President Lee tells Jang Dong-hyuk: "No one is questioning my parents' rural home, and I have no intention of telling anyone to sell"
- Input
- 2026-02-18 01:32:32
- Updated
- 2026-02-18 01:32:32

According to Financial News, President Lee Jae-myung on the 18th responded to People Power Party leader Jang Dong-hyuk’s criticism that he was "branding multi-homeowners as a social evil." Lee stated, "No one takes issue with rural homes where parents live, privately owned vacation houses, or second homes in areas at risk of depopulation that have nothing to do with housing shortages and related social problems," adding, "The government has absolutely no intention of telling people to sell such homes." By drawing a line after Jang invoked his "elderly mother’s residence" in protest, Lee sought to refocus the debate on distinguishing speculative or investment-driven multiple homeownership from legitimate cases.
In a post on X (formerly Twitter) the same day, Lee prefaced his remarks by saying that owning multiple homes, in itself, cannot be categorically condemned as a social evil. However, he went on to fault the system that made multiple homeownership profitable and the politics that allowed it to persist. "In a capitalist market economy where individuals enjoy the freedom to act within their own responsibility and to earn money in every way permitted by law, we cannot denounce the mere act of owning multiple homes, so long as it does not violate laws and regulations, as a social evil," he wrote.
At the same time, Lee stressed that politics must, through the design of regulations, tax policy, and financial systems, ensure that "undesirable" forms of multiple homeownership become a burden rather than a benefit. He wrote, "Those in politics who oversee laws and institutions must, through regulation, taxation and financial policy in the legislative and administrative process, make it disadvantageous rather than profitable, so that people are discouraged from owning multiple homes."

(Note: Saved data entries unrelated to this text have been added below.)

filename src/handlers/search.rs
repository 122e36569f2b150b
use std::sync::Arc;

use axum::extract::State;
use axum::Json;
use serde::{Deserialize, Serialize};

use crate::models::{MessageTone, OptionsState, ResultSetState};
use crate::services::presenter::ProviderCard;
use crate::state::AppState;

// POST /api/search
#[derive(Deserialize)]
pub struct SearchRequest {
    #[serde(default)]
    pub service: String,
    #[serde(default)]
    pub neighborhood: String,
}

#[derive(Serialize)]
pub struct SearchView {
    pub providers: Vec<ProviderCard>,
    pub loading: bool,
    #[serde(skip_serializing_if = "Option::is_none")]
    pub error: Option<String>,
    #[serde(skip_serializing_if = "Option::is_none")]
    pub message: Option<String>,
    #[serde(skip_serializing_if = "Option::is_none")]
    pub message_tone: Option<MessageTone>,
}

impl From<ResultSetState> for SearchView {
    fn from(state: ResultSetState) -> Self {
        Self {
            providers: state.providers.iter().map(ProviderCard::from_provider).collect(),
            loading: state.loading,
            error: state.error,
            message_tone: state.message.as_ref().map(|m| m.tone()),
            message: state.message.map(|m| m.to_string()),
        }
    }
}

pub async fn search(
    State(state): State<Arc<AppState>>,
    Json(body): Json<SearchRequest>,
) -> Json<SearchView> {
    let result = state.search.submit(&body.service, &body.neighborhood).await;
    Json(result.into())
}

// GET /api/search
pub async fn current_results(State(state): State<Arc<AppState>>) -> Json<SearchView> {
    Json(state.search.snapshot().into())
}

// GET /api/options
pub async fn options(State(state): State<Arc<AppState>>) -> Json<OptionsState> {
    Json(state.options.activate().await)
}
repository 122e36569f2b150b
use axum::http::StatusCode;
use axum::response::{IntoResponse, Response};

#[derive(Debug, thiserror::Error)]
pub enum AppError {
    #[error("{0}")]
    Validation(String),

    #[error("transport error: {0}")]
    Transport(String),

    #[error("unexpected response shape: {0}")]
    DataShape(String),

    #[error("not found: {0}")]
    NotFound(String),

    #[error("cannot {action} while booking is {from}")]
    InvalidTransition { from: &'static str, action: &'static str },

    #[error("booking submission failed: {0}")]
    Submission(String),
}

impl IntoResponse for AppError {
    fn into_response(self) -> Response {
        let status = match &self {
            AppError::Validation(_) => StatusCode::BAD_REQUEST,
            AppError::Transport(_) => StatusCode::BAD_GATEWAY,
            AppError::DataShape(_) => StatusCode::BAD_GATEWAY,
            AppError::NotFound(_) => StatusCode::NOT_FOUND,
            AppError::InvalidTransition { .. } => StatusCode::CONFLICT,
            AppError::Submission(_) => StatusCode::BAD_GATEWAY,
        };

        let body = serde_json::json!({ "error": self.to_string() });
        (status, axum::Json(body)).into_response()
    }
}
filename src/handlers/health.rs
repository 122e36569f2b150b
use axum::Json;

pub async fn health() -> Json<serde_json::Value> {
    Json(serde_json::json!({ "status": "ok" }))
}
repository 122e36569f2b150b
pub mod backend;
pub mod booking;
pub mod options;
pub mod presenter;
pub mod scheduling;
pub mod search;
use anyhow::{ensure, Context, Result};
use clap::Parser;
use simublock_sim::{SimConfig, Simulation, SimulationReport};
use std::path::PathBuf;
use tracing::{info, warn};
use tracing_subscriber::{fmt, EnvFilter};

#[derive(Parser, Debug)]
#[command(name = "simublock")]
#[command(about = "Simulate proof-of-work nodes racing over a delayed network")]
struct Args {
    /// JSON configuration file; flags given on the command line override it
    #[arg(long)]
    config: Option<PathBuf>,

    /// Total number of nodes
    #[arg(long)]
    nodes: Option<usize>,

    /// How many of the nodes withhold blocks (the last ones)
    #[arg(long)]
    selfish: Option<usize>,

    /// Leading zero hex digits a block hash needs
    #[arg(long)]
    difficulty: Option<u32>,

    /// Chain length (genesis included) at which a node stops mining
    #[arg(long)]
    target_length: Option<usize>,

    #[arg(long)]
    min_delay_ms: Option<u64>,

    #[arg(long)]
    max_delay_ms: Option<u64>,

    /// Deliver each broadcast to all peers concurrently
    #[arg(long)]
    parallel_delivery: bool,

    /// Search nonces on every core
    #[arg(long)]
    parallel_mining: bool,

    /// Cancel a run that takes longer than this
    #[arg(long)]
    max_duration_ms: Option<u64>,

    /// Seed for transactions and delays; run n uses a seed derived from it
    #[arg(long)]
    seed: Option<u64>,

    /// Number of independent runs
    #[arg(long, env = "RUNS", default_value_t = 1)]
    runs: usize,

    /// Print each report as JSON instead of the summary
    #[arg(long)]
    json: bool,

    /// Also print block propagation times as CSV
    #[arg(long)]
    csv: bool,

    /// Log filter used when RUST_LOG is not set
    #[arg(long, default_value = "warn")]
    log_level: String,
}

impl Args {
    fn build_config(&self) -> Result<SimConfig> {
        let mut config = match &self.config {
            Some(path) => {
                let raw = std::fs::read_to_string(path)
                    .with_context(|| format!("reading config {}", path.display()))?;
                SimConfig::from_json(&raw)
                    .with_context(|| format!("parsing config {}", path.display()))?
            }
            None => SimConfig::default(),
        };

        if self.nodes.is_some() || self.selfish.is_some() {
            let selfish = self.selfish.unwrap_or(0);
            let nodes = self.nodes.unwrap_or(config.roles.len());
            ensure!(
                selfish <= nodes,
                "--selfish {selfish} exceeds --nodes {nodes}"
            );
            config = config.with_nodes(nodes - selfish, selfish);
        }
        if let Some(difficulty) = self.difficulty {
            config.difficulty = difficulty;
        }
        if let Some(target) = self.target_length {
            config.target_length = target;
        }
        if let Some(min) = self.min_delay_ms {
            config.network.min_delay_ms = min;
        }
        if let Some(max) = self.max_delay_ms {
            config.network.max_delay_ms = max;
        }
        config.network.parallel_delivery |= self.parallel_delivery;
        config.parallel_mining |= self.parallel_mining;
        if self.max_duration_ms.is_some() {
            config.max_duration_ms = self.max_duration_ms;
        }
        if self.seed.is_some() {
            config.seed = self.seed;
        }

        config.validate().context("invalid simulation config")?;
        Ok(config)
    }
}

fn print_report(run: usize, report: &SimulationReport, args: &Args) -> Result<()> {
    if args.json {
        println!("{}", serde_json::to_string_pretty(report)?);
    } else {
        println!("--- SimuBlock Experiment {run} ---");
        print!("{}", report.summary());
    }
    if args.csv {
        print!("{}", report.block_times_csv());
    }
    Ok(())
}

#[tokio::main]
async fn main() -> Result<()> {
    let args = Args::parse();

    let filter = EnvFilter::try_from_default_env()
        .or_else(|_| EnvFilter::try_new(&args.log_level))
        .context("invalid log filter")?;
    fmt().with_env_filter(filter).with_writer(std::io::stderr).init();

    let base = args.build_config()?;
    ensure!(args.runs > 0, "--runs must be at least 1");

    for run in 1..=args.runs {
        let mut config = base.clone();
        config.seed = base
            .seed
            .map(|seed| seed.wrapping_add(((run - 1) as u64) << 32));

        let sim = Simulation::new(config)?;
        let control = sim.control();
        info!(run, run_id = control.run_id(), "starting experiment");

        let handle = tokio::spawn(sim.run());
        let interrupt = tokio::spawn({
            let control = control.clone();
            async move {
                if tokio::signal::ctrl_c().await.is_ok() {
                    warn!("interrupted, cancelling run");
                    control.cancel();
                }
            }
        });
        let report = handle
            .await
            .context("simulation task failed")?
            .with_context(|| format!("experiment {run} failed"))?;
        let interrupted = interrupt.is_finished();
        interrupt.abort();

        print_report(run, &report, &args)?;
        if report.cancelled {
            warn!(run, "run was cancelled before every node reached its target");
        }
        if interrupted {
            break;
        }
    }
    Ok(())
}
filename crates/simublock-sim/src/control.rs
//! Run-time control shared between the driver, the nodes and whatever sits on
//! top of them (CLI, dashboard).
//!
//! Nodes consult it once per mining cycle. It also carries the pending
//! transaction queue, the event channel, and a read-only mirror of each
//! node's chain. The mirror is written only by the owning node, after its
//! ledger accepted a block, so ledgers themselves never leave their task.

use crate::events::SimEvent;
use crate::metrics::RunMetrics;
use crate::network::NodeId;
use simublock_core::{BlockView, Transaction};
use std::collections::{BTreeMap, VecDeque};
use std::sync::atomic::{AtomicBool, Ordering};
use std::sync::{Arc, Mutex, PoisonError};
use tokio::sync::{broadcast, watch, Notify};
use tokio::time::Instant;
use tracing::{debug, info};

const EVENT_CAPACITY: usize = 1024;

#[derive(Debug, Default)]
struct ChainMirror {
    blocks: Vec<BlockView>,
    committed_txs: usize,
}

#[derive(Debug)]
struct Inner {
    run_id: String,
    difficulty: u32,
    started_at: Instant,
    running: watch::Sender<bool>,
    trigger: Notify,
    cancelled: AtomicBool,
    cancel: watch::Sender<bool>,
    pending: Mutex<VecDeque<Transaction>>,
    events: broadcast::Sender<SimEvent>,
    mirrors: Mutex<BTreeMap<NodeId, ChainMirror>>,
}

#[derive(Debug, Clone)]
pub struct SimulationControl {
    inner: Arc<Inner>,
}

impl SimulationControl {
    pub fn new(run_id: impl Into<String>, difficulty: u32, start_running: bool) -> Self {
        let (events, _) = broadcast::channel(EVENT_CAPACITY);
        Self {
            inner: Arc::new(Inner {
                run_id: run_id.into(),
                difficulty,
                started_at: Instant::now(),
                running: watch::Sender::new(start_running),
                trigger: Notify::new(),
                cancelled: AtomicBool::new(false),
                cancel: watch::Sender::new(false),
                pending: Mutex::new(VecDeque::new()),
                events,
                mirrors: Mutex::new(BTreeMap::new()),
            }),
        }
    }

    pub fn run_id(&self) -> &str {
        &self.inner.run_id
    }

    pub fn start(&self) {
        if !self.inner.running.send_replace(true) {
            info!("mining started");
            self.emit(SimEvent::MiningStarted);
        }
    }

    pub fn stop(&self) {
        if self.inner.running.send_replace(false) {
            info!("mining stopped");
            self.emit(SimEvent::MiningStopped);
        }
    }

    pub fn is_running(&self) -> bool {
        *self.inner.running.borrow()
    }

    /// Release one mining cycle. A trigger sent while nobody waits is kept
    /// until the next wait, and several such triggers still release only one cycle.
    pub fn trigger_mine(&self) {
        self.inner.trigger.notify_one();
    }

    /// Stop every node, including one in the middle of a nonce search.
    pub fn cancel(&self) {
        if !self.inner.cancelled.swap(true, Ordering::SeqCst) {
            debug!("simulation cancelled");
            self.inner.cancel.send_replace(true);
        }
    }

    pub fn is_cancelled(&self) -> bool {
        self.inner.cancelled.load(Ordering::Relaxed)
    }

    /// Flag polled by the proof-of-work loop.
    pub fn cancel_flag(&self) -> &AtomicBool {
        &self.inner.cancelled
    }

    pub async fn cancelled(&self) {
        let mut rx = self.inner.cancel.subscribe();
        // The sender lives in `inner`, which `self` keeps alive.
        let _ = rx.wait_for(|cancelled| *cancelled).await;
    }

    /// Wait until mining is switched on. False if cancelled first.
    pub async fn wait_until_running(&self) -> bool {
        if self.is_cancelled() {
            return false;
        }
        let mut running = self.inner.running.subscribe();
        tokio::select! {
            res = running.wait_for(|running| *running) => res.is_ok(),
            _ = self.cancelled() => false,
        }
    }

    /// Wait for one trigger. False if cancelled first.
    pub async fn wait_for_trigger(&self) -> bool {
        if self.is_cancelled() {
            return false;
        }
        tokio::select! {
            _ = self.inner.trigger.notified() => true,
            _ = self.cancelled() => false,
        }
    }

    /// Queue a transaction for the next block any node mines.
    pub fn submit_transaction(&self, tx: Transaction) {
        debug!(%tx, "transaction submitted");
        self.inner
            .pending
            .lock()
            .unwrap_or_else(PoisonError::into_inner)
            .push_back(tx);
    }

    pub fn pending_len(&self) -> usize {
        self.inner
            .pending
            .lock()
            .unwrap_or_else(PoisonError::into_inner)
            .len()
    }

    /// Up to `max` queued transactions, oldest first.
    pub fn take_pending(&self, max: usize) -> Vec<Transaction> {
        let mut pending = self
            .inner
            .pending
            .lock()
            .unwrap_or_else(PoisonError::into_inner);
        let n = max.min(pending.len());
        pending.drain(..n).collect()
    }

    pub fn subscribe(&self) -> broadcast::Receiver<SimEvent> {
        self.inner.events.subscribe()
    }

    pub fn emit(&self, event: SimEvent) {
        // No subscribers is fine.
        let _ = self.inner.events.send(event);
    }

    pub(crate) fn publish_block(&self, node: NodeId, view: BlockView, applied: usize) {
        let mut mirrors = self
            .inner
            .mirrors
            .lock()
            .unwrap_or_else(PoisonError::into_inner);
        let mirror = mirrors.entry(node).or_default();
        mirror.blocks.push(view);
        mirror.committed_txs += applied;
    }

    pub(crate) fn publish_chain(&self, node: NodeId, blocks: Vec<BlockView>, committed_txs: usize) {
        let mut mirrors = self
            .inner
            .mirrors
            .lock()
            .unwrap_or_else(PoisonError::into_inner);
        mirrors.insert(
            node,
            ChainMirror {
                blocks,
                committed_txs,
            },
        );
    }

    /// The chain `node` has accepted so far, in order.
    pub fn chain_view(&self, node: NodeId) -> Vec<BlockView> {
        self.inner
            .mirrors
            .lock()
            .unwrap_or_else(PoisonError::into_inner)
            .get(&node)
            .map(|mirror| mirror.blocks.clone())
            .unwrap_or_default()
    }

    /// Live metrics for `node`'s chain.
    pub fn metrics(&self, node: NodeId) -> RunMetrics {
        let mirrors = self
            .inner
            .mirrors
            .lock()
            .unwrap_or_else(PoisonError::into_inner);
        let (blocks, committed) = match mirrors.get(&node) {
            Some(mirror) => (mirror.blocks.as_slice(), mirror.committed_txs),
            None => (&[][..], 0),
        };
        RunMetrics::from_chain(
            &self.inner.run_id,
            self.inner.difficulty,
            blocks,
            committed,
            self.inner.started_at.elapsed(),
        )
    }
}
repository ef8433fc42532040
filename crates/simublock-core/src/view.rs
use crate::{hash_hex, Block};
use serde::{Deserialize, Serialize};

/// Read-only rendering of a block for inspection and export.
#[derive(Debug, Clone, PartialEq, Eq, Serialize, Deserialize)]
pub struct BlockView {
    pub index: u64,
    pub hash: String,
    /// `"0"` for the genesis block.
    pub parent_hash: String,
    pub timestamp: u64,
    pub nonce: u64,
    pub transactions: Vec<String>,
}

impl From<&Block> for BlockView {
    fn from(block: &Block) -> Self {
        let parent_hash = if block.header.previous_hash == [0u8; 32] {
            "0".to_string()
        } else {
            hash_hex(&block.header.previous_hash)
        };
        Self {
            index: block.header.index,
            hash: hash_hex(&block.hash),
            parent_hash,
            timestamp: block.header.timestamp,
            nonce: block.header.nonce,
            transactions: block.txs.iter().map(ToString::to_string).collect(),
        }
    }
}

He particularly criticized the political establishment, which should be making undesirable multiple homeownership a burden, for doing the opposite. Instead of curbing special treatment for multi-homeowners, he argued, they "not only tolerate preferential treatment for multiple homeownership, but even fuel speculative buying of multiple homes, and in some cases go so far as to engage in conflicts of interest by seeking excess profits from their own multiple properties." He continued, "If we must single out a social evil to condemn, that condemnation should not fall on multi-homeowners who exploit bad systems, but on the politicians who created and implemented those bad systems."
Lee also drew a clear line regarding the controversy over allegedly "forcing people to sell." "Whether to sell or buy is up to market participants," he said. "It is not the government’s role to tell people to sell or buy based on appeals to morality. The government’s role is only to create conditions under which selling or buying becomes advantageous." He added, "A government that derives its authority from the people will, through the powers entrusted to it in taxation, regulation and finance, thoroughly claw back any privileges granted to 'undesirable' multiple homeownership, and will strictly impose and enforce responsibilities and burdens commensurate with owning multiple homes."
At the end of his post, Lee added, "Lumping together undesirable, investment- or speculation-driven multiple homeownership with legitimate multiple homeownership to draw battle lines is a wrongful act that exploits law-abiding multi-homeowners."
Earlier, People Power Party leader Jang Dong-hyuk had criticized Lee after the president posted a question about regulating multi-homeowners. Jang said, "Demonizing multi-homeowners and playing a numbers game to stoke public resentment is cheap politics," and pushed back by citing examples such as "a rural home where my elderly mother lives." Among the six homes Jang currently owns are a farmhouse in Boryeong, South Chungcheong Province, where his mother lives, and an apartment in Jinju, South Gyeongsang Province, where his mother-in-law resides.
Lee’s latest post is widely seen as a direct rebuttal to Jang’s claims, shifting the focus of the multi-homeownership debate away from individual morality and squarely onto the responsibility of those who design public policy.